Menurut Hendardi Setara Institute menemukan bahwa selama 25 tahun terakhir, jumlah negara yang melaksanakan eksekusi hukuman mati mengalami tren menurun dengan tingkat rata-rata tahunan dua persan.
"Dengan kata lain, semakin banyak negara di dunia yang menerapkan moratorium atau bahkan menghapus hukuman mati," kata dia.
Tentang eksekusi terhadap terpidanan narkoba, Setara Institute memandang bahwa bergemingnya pemerintah Indonesia terhadap protes atas rencana eksekusi mati merupakan pelawanan terhadap perjanjian Internasional yang telah Indonesia ratifikasi, yakni International Covenant on Civil and Political Right (ICCPR) pada 2005.
"Pada tahun 2013, Komite HAM PBB memberikan nilai rendah bagi pemerintah Indonesia karena kegagalannya untuk memenuhi peringatan Komite HAM PPB agar pemerintah Indonesia menghentikan eksekusi untuk terpidana kasus-kasus narkoba," kata dia.

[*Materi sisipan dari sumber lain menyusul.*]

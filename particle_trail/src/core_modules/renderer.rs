// THEORY:
// The renderer draws the tracking result onto the frame that will be shown.
//
// Two layers are drawn:
// 1.  **Marker**: for a blob that passed the minimum-radius gate, a circle
//     outline on its enclosing circle and a small filled dot on its centroid.
// 2.  **Trail**: a polyline through consecutive trail entries. A segment is
//     skipped whenever either endpoint is absent, which leaves a visible gap
//     where the object was lost. Segment thickness falls off with age as
//     `round(2.5 * sqrt(capacity / (i + 1)))`, so the path appears to fade.
//
// Segment selection (`plan_segments`) is separate from drawing so that which
// lines appear, and how thick, can be checked without inspecting pixels.

use crate::core_modules::blob::{Blob, Point};
use crate::core_modules::trail::TrailBuffer;
use image::{Rgb, RgbImage};
use imageproc::drawing::{
    draw_filled_circle_mut, draw_hollow_circle_mut, draw_line_segment_mut, draw_polygon_mut,
};
use imageproc::point::Point as PolygonPoint;

pub const HALO_COLOR: Rgb<u8> = Rgb([255, 255, 0]);
pub const CENTROID_COLOR: Rgb<u8> = Rgb([255, 0, 0]);
pub const TRAIL_COLOR: Rgb<u8> = Rgb([255, 0, 0]);

const HALO_THICKNESS: i32 = 2;
const CENTROID_DOT_RADIUS: i32 = 5;
const THICKNESS_SCALE: f64 = 2.5;

/// A line to draw between trail entries `index - 1` and `index`.
#[derive(Debug, Clone, Copy, PartialEq, Eq)]
pub struct TrailSegment {
    pub index: usize,
    pub from: Point,
    pub to: Point,
    pub thickness: i32,
}

/// What `render` put on the frame.
#[derive(Debug, Clone, Copy, PartialEq, Eq, Default)]
pub struct RenderSummary {
    pub marker_drawn: bool,
    pub segments_drawn: usize,
}

/// Line thickness for the segment ending at trail index `index` (>= 1).
pub fn segment_thickness(capacity: usize, index: usize) -> i32 {
    let ratio = capacity as f64 / (index + 1) as f64;
    ((THICKNESS_SCALE * ratio.sqrt()).round() as i32).max(1)
}

/// Segments between consecutive present entries, newest first.
pub fn plan_segments(trail: &TrailBuffer) -> Vec<TrailSegment> {
    trail
        .snapshot()
        .windows(2)
        .enumerate()
        .filter_map(|(offset, pair)| {
            let index = offset + 1;
            let from = pair[0].centroid.point()?;
            let to = pair[1].centroid.point()?;
            Some(TrailSegment {
                index,
                from,
                to,
                thickness: segment_thickness(trail.capacity(), index),
            })
        })
        .collect()
}

/// Draws the marker for `drawable_blob` (if any) and the trail onto `frame`.
/// Callers pass only a blob that passed the minimum-radius gate.
pub fn render(frame: &mut RgbImage, drawable_blob: Option<&Blob>, trail: &TrailBuffer) -> RenderSummary {
    let mut summary = RenderSummary::default();

    if let Some(blob) = drawable_blob {
        draw_marker(frame, blob);
        summary.marker_drawn = true;
    }

    for segment in plan_segments(trail) {
        draw_thick_line_mut(frame, segment.from, segment.to, segment.thickness, TRAIL_COLOR);
        summary.segments_drawn += 1;
    }

    summary
}

fn draw_marker(frame: &mut RgbImage, blob: &Blob) {
    let center = blob.enclosing_circle.pixel_center();
    let radius = blob.enclosing_radius().round() as i32;
    for inset in 0..HALO_THICKNESS {
        if radius - inset > 0 {
            draw_hollow_circle_mut(frame, (center.x, center.y), radius - inset, HALO_COLOR);
        }
    }
    draw_filled_circle_mut(
        frame,
        (blob.centroid.x, blob.centroid.y),
        CENTROID_DOT_RADIUS,
        CENTROID_COLOR,
    );
}

/// Line of the given thickness with round caps.
pub fn draw_thick_line_mut(frame: &mut RgbImage, from: Point, to: Point, thickness: i32, color: Rgb<u8>) {
    if thickness <= 1 {
        draw_line_segment_mut(
            frame,
            (from.x as f32, from.y as f32),
            (to.x as f32, to.y as f32),
            color,
        );
        return;
    }

    let half_width = thickness as f64 / 2.0;
    let cap_radius = (thickness / 2).max(1);
    let (dx, dy) = ((to.x - from.x) as f64, (to.y - from.y) as f64);
    let length = dx.hypot(dy);

    if length >= 1.0 {
        let nx = -dy / length * half_width;
        let ny = dx / length * half_width;
        let offset = |p: Point, sign: f64| {
            PolygonPoint::new(
                (p.x as f64 + sign * nx).round() as i32,
                (p.y as f64 + sign * ny).round() as i32,
            )
        };
        let quad = [offset(from, 1.0), offset(to, 1.0), offset(to, -1.0), offset(from, -1.0)];
        draw_polygon_mut(frame, &quad, color);
    }

    draw_filled_circle_mut(frame, (from.x, from.y), cap_radius, color);
    draw_filled_circle_mut(frame, (to.x, to.y), cap_radius, color);
}
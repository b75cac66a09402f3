// THEORY:
// The minimum enclosing circle is the smallest circle containing every point of
// a contour. It is only used for display (the halo around the detection) and
// for the minimum-radius gate; the tracked position comes from moments.
//
// Algorithm:
// 1.  **Hull reduction**: only convex hull vertices can touch the minimal
//     circle, so the contour is first reduced with a monotone-chain hull. This
//     keeps the incremental step cheap even for long, smooth contours.
// 2.  **Incremental construction (Welzl)**: points are visited in hull order.
//     Whenever a point falls outside the current circle, the circle is rebuilt
//     with that point on its boundary, first with one other point (diameter)
//     and then, if needed, with two (circumcircle).
// 3.  **Determinism**: no random shuffle is used, so the same contour always
//     yields bit-identical circles.

use crate::core_modules::blob::Point;

const CONTAINMENT_TOLERANCE: f64 = 1e-7;

#[derive(Debug, Clone, Copy, PartialEq, Default)]
pub struct Circle {
    pub center: (f64, f64),
    pub radius: f64,
}

impl Circle {
    fn at(point: (f64, f64)) -> Self {
        Self {
            center: point,
            radius: 0.0,
        }
    }

    fn with_diameter(a: (f64, f64), b: (f64, f64)) -> Self {
        let center = ((a.0 + b.0) / 2.0, (a.1 + b.1) / 2.0);
        Self {
            center,
            radius: distance(center, a).max(distance(center, b)),
        }
    }

    /// Circle through three points; for collinear points, the circle on the
    /// widest pair.
    fn through(a: (f64, f64), b: (f64, f64), c: (f64, f64)) -> Self {
        let (bx, by) = (b.0 - a.0, b.1 - a.1);
        let (cx, cy) = (c.0 - a.0, c.1 - a.1);
        let determinant = 2.0 * (bx * cy - by * cx);
        if determinant.abs() <= f64::EPSILON {
            let candidates = [
                Self::with_diameter(a, b),
                Self::with_diameter(a, c),
                Self::with_diameter(b, c),
            ];
            return candidates
                .into_iter()
                .fold(Self::at(a), |widest, circle| {
                    if circle.radius > widest.radius { circle } else { widest }
                });
        }

        let b_norm = bx * bx + by * by;
        let c_norm = cx * cx + cy * cy;
        let ux = (cy * b_norm - by * c_norm) / determinant;
        let uy = (bx * c_norm - cx * b_norm) / determinant;
        let center = (a.0 + ux, a.1 + uy);
        Self {
            center,
            radius: distance(center, a)
                .max(distance(center, b))
                .max(distance(center, c)),
        }
    }

    pub fn contains(&self, point: (f64, f64)) -> bool {
        distance(self.center, point) <= self.radius + CONTAINMENT_TOLERANCE * (1.0 + self.radius)
    }

    /// Center rounded to the nearest pixel, for drawing.
    pub fn pixel_center(&self) -> Point {
        Point::new(self.center.0.round() as i32, self.center.1.round() as i32)
    }
}

fn distance(a: (f64, f64), b: (f64, f64)) -> f64 {
    (a.0 - b.0).hypot(a.1 - b.1)
}

/// Smallest circle enclosing all `points`, or `None` when there are none.
pub fn min_enclosing_circle(points: &[Point]) -> Option<Circle> {
    let hull: Vec<(f64, f64)> = convex_hull(points)
        .into_iter()
        .map(|p| (p.x as f64, p.y as f64))
        .collect();
    let first = *hull.first()?;

    let mut circle = Circle::at(first);
    for i in 1..hull.len() {
        if circle.contains(hull[i]) {
            continue;
        }
        circle = Circle::at(hull[i]);
        for j in 0..i {
            if circle.contains(hull[j]) {
                continue;
            }
            circle = Circle::with_diameter(hull[i], hull[j]);
            for k in 0..j {
                if !circle.contains(hull[k]) {
                    circle = Circle::through(hull[i], hull[j], hull[k]);
                }
            }
        }
    }
    Some(circle)
}

/// Convex hull by Andrew's monotone chain, counter-clockwise in image axes,
/// without repeated or collinear vertices.
pub fn convex_hull(points: &[Point]) -> Vec<Point> {
    let mut sorted: Vec<Point> = points.to_vec();
    sorted.sort_unstable_by_key(|p| (p.x, p.y));
    sorted.dedup();
    if sorted.len() < 3 {
        return sorted;
    }

    fn cross(o: Point, a: Point, b: Point) -> i64 {
        (a.x - o.x) as i64 * (b.y - o.y) as i64 - (a.y - o.y) as i64 * (b.x - o.x) as i64
    }

    let mut hull: Vec<Point> = Vec::with_capacity(sorted.len() * 2);
    for &p in &sorted {
        while hull.len() >= 2 && cross(hull[hull.len() - 2], hull[hull.len() - 1], p) <= 0 {
            hull.pop();
        }
        hull.push(p);
    }
    let lower_len = hull.len() + 1;
    for &p in sorted.iter().rev().skip(1) {
        while hull.len() >= lower_len && cross(hull[hull.len() - 2], hull[hull.len() - 1], p) <= 0 {
            hull.pop();
        }
        hull.push(p);
    }
    hull.pop();
    hull
}

#[cfg(test)]
mod tests {
    use super::*;

    fn assert_close(actual: f64, expected: f64) {
        assert!(
            (actual - expected).abs() < 1e-6,
            "expected {expected}, got {actual}"
        );
    }

    #[test]
    fn empty_input_has_no_circle() {
        assert_eq!(min_enclosing_circle(&[]), None);
    }

    #[test]
    fn single_point_is_a_zero_radius_circle() {
        let circle = min_enclosing_circle(&[Point::new(7, 9)]).unwrap();
        assert_eq!(circle.center, (7.0, 9.0));
        assert_eq!(circle.radius, 0.0);
    }

    #[test]
    fn two_points_span_a_diameter() {
        let circle = min_enclosing_circle(&[Point::new(0, 0), Point::new(10, 0)]).unwrap();
        assert_eq!(circle.center, (5.0, 0.0));
        assert_close(circle.radius, 5.0);
    }

    #[test]
    fn square_corners_give_the_circumcircle() {
        let points = [
            Point::new(0, 0),
            Point::new(10, 0),
            Point::new(10, 10),
            Point::new(0, 10),
            Point::new(5, 5),
        ];
        let circle = min_enclosing_circle(&points).unwrap();
        assert_close(circle.center.0, 5.0);
        assert_close(circle.center.1, 5.0);
        assert_close(circle.radius, 50f64.sqrt());
    }

    #[test]
    fn obtuse_triangle_uses_its_longest_side() {
        let points = [Point::new(0, 0), Point::new(20, 0), Point::new(10, 2)];
        let circle = min_enclosing_circle(&points).unwrap();
        assert_close(circle.center.0, 10.0);
        assert_close(circle.center.1, 0.0);
        assert_close(circle.radius, 10.0);
    }

    #[test]
    fn sampled_circle_recovers_its_radius() {
        let points: Vec<Point> = (0..360)
            .map(|deg| {
                let t = (deg as f64).to_radians();
                Point::new(
                    (100.0 + 25.0 * t.cos()).round() as i32,
                    (80.0 + 25.0 * t.sin()).round() as i32,
                )
            })
            .collect();
        let circle = min_enclosing_circle(&points).unwrap();
        assert!((circle.center.0 - 100.0).abs() <= 1.0);
        assert!((circle.center.1 - 80.0).abs() <= 1.0);
        assert!((circle.radius - 25.0).abs() <= 1.0);
        for p in &points {
            assert!(circle.contains((p.x as f64, p.y as f64)));
        }
    }

    #[test]
    fn hull_drops_interior_and_collinear_points() {
        let points = [
            Point::new(0, 0),
            Point::new(5, 0),
            Point::new(10, 0),
            Point::new(10, 10),
            Point::new(0, 10),
            Point::new(4, 6),
            Point::new(0, 0),
        ];
        let hull = convex_hull(&points);
        assert_eq!(hull.len(), 4);
        assert!(!hull.contains(&Point::new(5, 0)));
        assert!(!hull.contains(&Point::new(4, 6)));
    }
}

Menurut Hendardi pada bulan Agustus 2013, komite HAM PBB menegaskan kembali kepada negara peserta ICCPR untuk menerapkan moratorium de facto eksekusi mati.
Apabila negara peserta ingin melanjutkan hukuman mati diizinkan hanya untuk kasus-kasus kriminal paling serius di mana narkoba tidak termasuk di dalamnya.
Lebih lanjut Hendardi mengatakan pada awal April 2015, menanggapi eksekusi mati terhadap enam terpidana kasus narkoba pada Januari 2015, Komite HAM PBB melakukan evaluasi terhadap Indonesia dan menyayangkan bahwa Indonesia belum mengamandemen undang-undang berkaitan dengan kasus narkoba.
"Komite HAM PBB memberikan nilai E kepada pemerintah Indonesia pada skala A-E, nilai yang sangat jarang diberikan kepada anggota. A menujukan bahwa kebijakan negara anggota sangat memuaskan dan E menunjukan bahwa kebijakan negara anggota melawan rekomnedasi Komite HAM PBB," kata dia.
Pengucilan Indonesia di treaty body ICCPR, kata Hendardi, terjadi karena Indonesia tidak mengindahkan peringatan keras Komite HAM PBB sejak 2013 untuk menghapus hukuman mati terhadap terpidanan narkoba.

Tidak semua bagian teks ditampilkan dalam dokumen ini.